### WORK INSTRUCTIONS
From the entries, return every line where the string "index" shows up.

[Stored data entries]
□ □ □

//! Infinite Tic-Tac-Toe - console client
//!
//! Connects to a game server over Socket.IO and plays in the terminal.

#![warn(missing_docs)]

mod cli;
mod console;

use anyhow::{Context, Result};
use clap::Parser;
use cli::{Cli, Command};
use infinite_client::{
    ClientConfig, GameSession, LivenessStrategy, NetworkConnector, SessionRuntime,
    SocketIoFactory,
};
use std::path::{Path, PathBuf};
use std::sync::Arc;
use tracing::{info, instrument};

#[tokio::main]
async fn main() -> Result<()> {
    // Load .env file
    dotenvy::dotenv().ok();

    let cli = Cli::parse();

    match cli.command {
        Command::Play {
            config,
            server_url,
            liveness,
            log,
        } => run_play(config, server_url, liveness, log).await,
        Command::Config { config } => print_config(&config),
    }
}

/// Builds the effective configuration: file, then environment, then flags.
fn load_config(
    path: &Path,
    server_url: Option<String>,
    liveness: Option<LivenessStrategy>,
) -> Result<ClientConfig> {
    let mut config = ClientConfig::load_or_default(path)?.apply_env();
    if let Some(url) = server_url {
        config = config.with_server_url(url);
    }
    if let Some(strategy) = liveness {
        let tuned = config.liveness().clone().with_strategy(strategy);
        config = config.with_liveness(tuned);
    }
    Ok(config)
}

/// Print the effective configuration
fn print_config(path: &Path) -> Result<()> {
    let config = load_config(path, None, None)?;
    println!("{}", config.to_toml()?);
    Ok(())
}

/// Run the console client
#[instrument(skip_all, fields(config_path = %config_path.display()))]
async fn run_play(
    config_path: PathBuf,
    server_url: Option<String>,
    liveness: Option<LivenessStrategy>,
    log: PathBuf,
) -> Result<()> {
    // Setup logging to file to avoid interfering with the console board
    let log_file = std::fs::File::create(&log)
        .with_context(|| format!("Failed to create log file {}", log.display()))?;
    let _ = tracing_subscriber::fmt()
        .with_env_filter(
            tracing_subscriber::EnvFilter::try_from_default_env()
                .unwrap_or_else(|_| tracing_subscriber::EnvFilter::new("info,infinite_client=debug")),
        )
        .with_writer(Arc::new(log_file))
        .with_ansi(false)
        .try_init();

    let config = load_config(&config_path, server_url, liveness)?;
    info!(server_url = %config.server_url(), "Starting Infinite Tic-Tac-Toe client");

    let server = url::Url::parse(config.server_url())?;
    let factory = SocketIoFactory::new(
        server,
        config.transport().clone(),
        Arc::new(NetworkConnector),
    );
    let (client, task) = SessionRuntime::spawn(GameSession::new(&config), Arc::new(factory));

    console::run(client).await?;
    task.await?;

    info!("Client exited");
    Ok(())
}
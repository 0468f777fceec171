//! Deadline-based timers.
//!
//! Timers hold no task and no waker: the owner asks whether they are due at
//! a given instant, and the runtime sleeps until the earliest deadline.

use std::time::Duration;
use tokio::time::Instant;

/// A timer that fires at most once per arming.
#[derive(Debug, Clone, Copy, Default, PartialEq, Eq)]
pub struct OneShotTimer {
    due: Option<Instant>,
}

impl OneShotTimer {
    /// Creates a disarmed timer.
    pub fn new() -> Self {
        Self::default()
    }

    /// Arms the timer to fire `after` from `now`, replacing any pending
    /// deadline.
    pub fn arm(&mut self, now: Instant, after: Duration) {
        self.due = Some(now + after);
    }

    /// Disarms the timer. Returns whether it was armed, so a second cancel
    /// is a harmless `false`.
    pub fn cancel(&mut self) -> bool {
        self.due.take().is_some()
    }

    /// Whether a deadline is pending.
    pub fn is_armed(&self) -> bool {
        self.due.is_some()
    }

    /// Pending deadline.
    pub fn deadline(&self) -> Option<Instant> {
        self.due
    }

    /// Fires (and disarms) if the deadline has passed.
    pub fn fire_if_due(&mut self, now: Instant) -> bool {
        match self.due {
            Some(due) if now >= due => {
                self.due = None;
                true
            }
            _ => false,
        }
    }
}

/// A repeating timer with a fixed period.
#[derive(Debug, Clone, Copy, PartialEq, Eq)]
pub struct IntervalTimer {
    period: Duration,
    next: Option<Instant>,
}

impl IntervalTimer {
    /// Creates a stopped timer.
    pub fn new(period: Duration) -> Self {
        Self { period, next: None }
    }

    /// Starts ticking; the first tick is one period after `now`.
    pub fn start(&mut self, now: Instant) {
        self.next = Some(now + self.period);
    }

    /// Stops ticking.
    pub fn stop(&mut self) {
        self.next = None;
    }

    /// Whether the timer is running.
    pub fn is_running(&self) -> bool {
        self.next.is_some()
    }

    /// Next tick.
    pub fn deadline(&self) -> Option<Instant> {
        self.next
    }

    /// Consumes a due tick, scheduling the next one. Missed ticks are
    /// coalesced into one.
    pub fn tick_if_due(&mut self, now: Instant) -> bool {
        match self.next {
            Some(next) if now >= next => {
                let mut following = next + self.period;
                if following <= now {
                    following = now + self.period;
                }
                self.next = Some(following);
                true
            }
            _ => false,
        }
    }
}
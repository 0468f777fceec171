//! Realtime session engine for infinite tic-tac-toe.
//!
//! The engine connects to an authoritative game server over Socket.IO,
//! mirrors the round in a [`infinite_tictactoe::GameState`], and ends
//! stalled rounds on its own.
//!
//! # Architecture
//!
//! - [`GameSession`] is the sans-io composition root. It takes the current
//!   instant on every call and answers with [`SessionEffect`]s.
//! - [`SessionController`] owns the connection lifecycle and the connect
//!   deadline.
//! - [`LivenessPolicy`] implementations decide when a round has stalled.
//! - [`SessionRuntime`] runs a session on tokio against a
//!   [`TransportFactory`] and publishes [`SessionSnapshot`]s.
//!
//! # Example
//!
//! ```no_run
//! use infinite_client::{
//!     ClientConfig, GameSession, NetworkConnector, SessionRuntime, SocketIoFactory,
//! };
//! use std::sync::Arc;
//!
//! # async fn demo() -> anyhow::Result<()> {
//! let config = ClientConfig::default();
//! let factory = SocketIoFactory::new(
//!     url::Url::parse(config.server_url())?,
//!     config.transport().clone(),
//!     Arc::new(NetworkConnector),
//! );
//! let (client, _task) = SessionRuntime::spawn(GameSession::new(&config), Arc::new(factory));
//! client.start()?;
//! client.attempt_move(4)?;
//! # Ok(())
//! # }
//! ```

#![warn(missing_docs)]
#![forbid(unsafe_code)]

mod config;
mod controller;
mod error;
pub mod liveness;
mod runtime;
mod session;
mod snapshot;
mod timer;
pub mod transport;

pub use config::{
    ClientConfig, LivenessConfig, LivenessStrategy, SERVER_URL_ENV, TransportConfig,
    TransportKind,
};
pub use controller::{
    ConnectFailure, ConnectionState, ConnectionTransition, DEADLINE_MESSAGE, SessionController,
};
pub use error::{ClientError, ClientErrorKind};
pub use liveness::{
    Countdowns, HeartbeatMonitor, InactivityMonitor, LivenessPolicy, LivenessTick,
    policy_from_config,
};
pub use runtime::{SessionClient, SessionRuntime, UserCommand};
pub use session::{CONNECTION_LOST, GameSession, SessionEffect};
pub use snapshot::{SessionSnapshot, ViewPhase};
pub use timer::{IntervalTimer, OneShotTimer};
pub use transport::{
    Connector, Link, NetworkConnector, PacketSink, PacketStream, SocketIoFactory,
    TransportCommand, TransportEvent, TransportFactory, TransportHandle,
};
//! Round state: turn, winner and local assignment over a move history.
//!
//! Authoritative updates replace the history wholesale. Local moves are
//! applied optimistically and are expected to be confirmed (or overwritten)
//! by the next authoritative update.

use crate::history::MoveHistory;
use crate::types::{BOARD_CELLS, Board, Player};
use derive_more::{Display, Error};
use serde::{Deserialize, Serialize};
use tracing::{debug, info, instrument};

/// Phase of the current round.
#[derive(Debug, Clone, Copy, PartialEq, Eq, Hash, Serialize, Deserialize)]
pub enum RoundPhase {
    /// No winner yet; the turn holder may move.
    InProgress,
    /// The authority declared a winner; no more local moves.
    Concluded(Player),
}

/// Why a local move was not applied.
///
/// Rejections are silent at the session level; the reason exists for
/// logging and tests.
#[derive(Debug, Clone, Copy, PartialEq, Eq, Display, Error)]
pub enum MoveRejected {
    /// The round already has a winner.
    #[display("round already concluded")]
    RoundConcluded,
    /// It is the opponent's turn.
    #[display("not the local player's turn")]
    NotYourTurn,
    /// The index is outside 0..=8.
    #[display("cell {} is off the board", _0)]
    OutOfRange(#[error(not(source))] usize),
    /// Someone already holds the cell.
    #[display("cell {} is occupied", _0)]
    Occupied(#[error(not(source))] usize),
}

/// A local move that passed validation.
#[derive(Debug, Clone, Copy, PartialEq, Eq, Hash, Serialize, Deserialize)]
pub struct LocalMove {
    /// Board index played.
    pub index: usize,
    /// Player who played it.
    pub player: Player,
}

/// State of one round as seen by the local client.
#[derive(Debug, Clone, PartialEq, Eq, Serialize, Deserialize)]
pub struct GameState {
    assignment: Player,
    turn: Player,
    winner: Option<Player>,
    history: MoveHistory,
}

impl GameState {
    /// Starts a round for the given local assignment. Minus moves first.
    #[instrument]
    pub fn new(assignment: Player) -> Self {
        info!(?assignment, "Starting round");
        Self {
            assignment,
            turn: Player::Minus,
            winner: None,
            history: MoveHistory::new(),
        }
    }

    /// Identity the local participant plays as.
    pub fn assignment(&self) -> Player {
        self.assignment
    }

    /// Player whose move it is (the winner once concluded).
    pub fn turn(&self) -> Player {
        self.turn
    }

    /// Winner declared by the authority.
    pub fn winner(&self) -> Option<Player> {
        self.winner
    }

    /// Current move history.
    pub fn history(&self) -> &MoveHistory {
        &self.history
    }

    /// Current round phase.
    pub fn phase(&self) -> RoundPhase {
        match self.winner {
            None => RoundPhase::InProgress,
            Some(winner) => RoundPhase::Concluded(winner),
        }
    }

    /// Whether the local participant may move now.
    pub fn is_local_turn(&self) -> bool {
        self.winner.is_none() && self.turn == self.assignment
    }

    /// Derived board.
    pub fn board(&self) -> Board {
        self.history.board()
    }

    /// Cell that fades if the turn holder moves again. Hidden once the round
    /// is concluded.
    pub fn fading_cell(&self) -> Option<usize> {
        match self.winner {
            None => self.history.oldest_of(self.turn),
            Some(_) => None,
        }
    }

    /// Applies an authoritative turn update.
    #[instrument(skip(self, history))]
    pub fn apply_turn(&mut self, history: MoveHistory, turn: Player) {
        debug!(?turn, "Applying authoritative turn");
        self.history.replace(history);
        self.turn = turn;
    }

    /// Applies the authoritative end of round.
    #[instrument(skip(self, history))]
    pub fn apply_game_end(&mut self, history: MoveHistory, winner: Player) {
        info!(?winner, "Round concluded");
        self.history.replace(history);
        self.turn = winner;
        self.winner = Some(winner);
    }

    /// Applies an authoritative rematch: flips the local assignment and
    /// reopens the round. The turn is left for the authority to set.
    #[instrument(skip(self, history))]
    pub fn apply_rematch(&mut self, history: MoveHistory) {
        self.history.replace(history);
        self.assignment = self.assignment.opponent();
        self.winner = None;
        info!(assignment = ?self.assignment, "Rematch started");
    }

    /// Applies a local move optimistically and passes the turn.
    ///
    /// # Errors
    ///
    /// Returns the reason the move was ignored. State is unchanged on error.
    #[instrument(skip(self), fields(turn = ?self.turn, assignment = ?self.assignment))]
    pub fn local_move(&mut self, index: usize) -> Result<LocalMove, MoveRejected> {
        if self.winner.is_some() {
            return Err(MoveRejected::RoundConcluded);
        }
        if self.turn != self.assignment {
            return Err(MoveRejected::NotYourTurn);
        }
        if index >= BOARD_CELLS {
            return Err(MoveRejected::OutOfRange(index));
        }
        if self.history.is_occupied(index) {
            return Err(MoveRejected::Occupied(index));
        }

        let player = self.turn;
        self.history.append(player, index);
        self.turn = player.opponent();
        debug!(index, ?player, "Local move applied optimistically");
        Ok(LocalMove { index, player })
    }
}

□ □ □

### SOLUTION BELOW
    /// The index is outside 0..=8.
    /// Board index played.
    pub index: usize,
    pub fn local_move(&mut self, index: usize) -> Result<LocalMove, MoveRejected> {
        if index >= BOARD_CELLS {
            return Err(MoveRejected::OutOfRange(index));
        if self.history.is_occupied(index) {
            return Err(MoveRejected::Occupied(index));
        self.history.append(player, index);
        debug!(index, ?player, "Local move applied optimistically");
        Ok(LocalMove { index, player })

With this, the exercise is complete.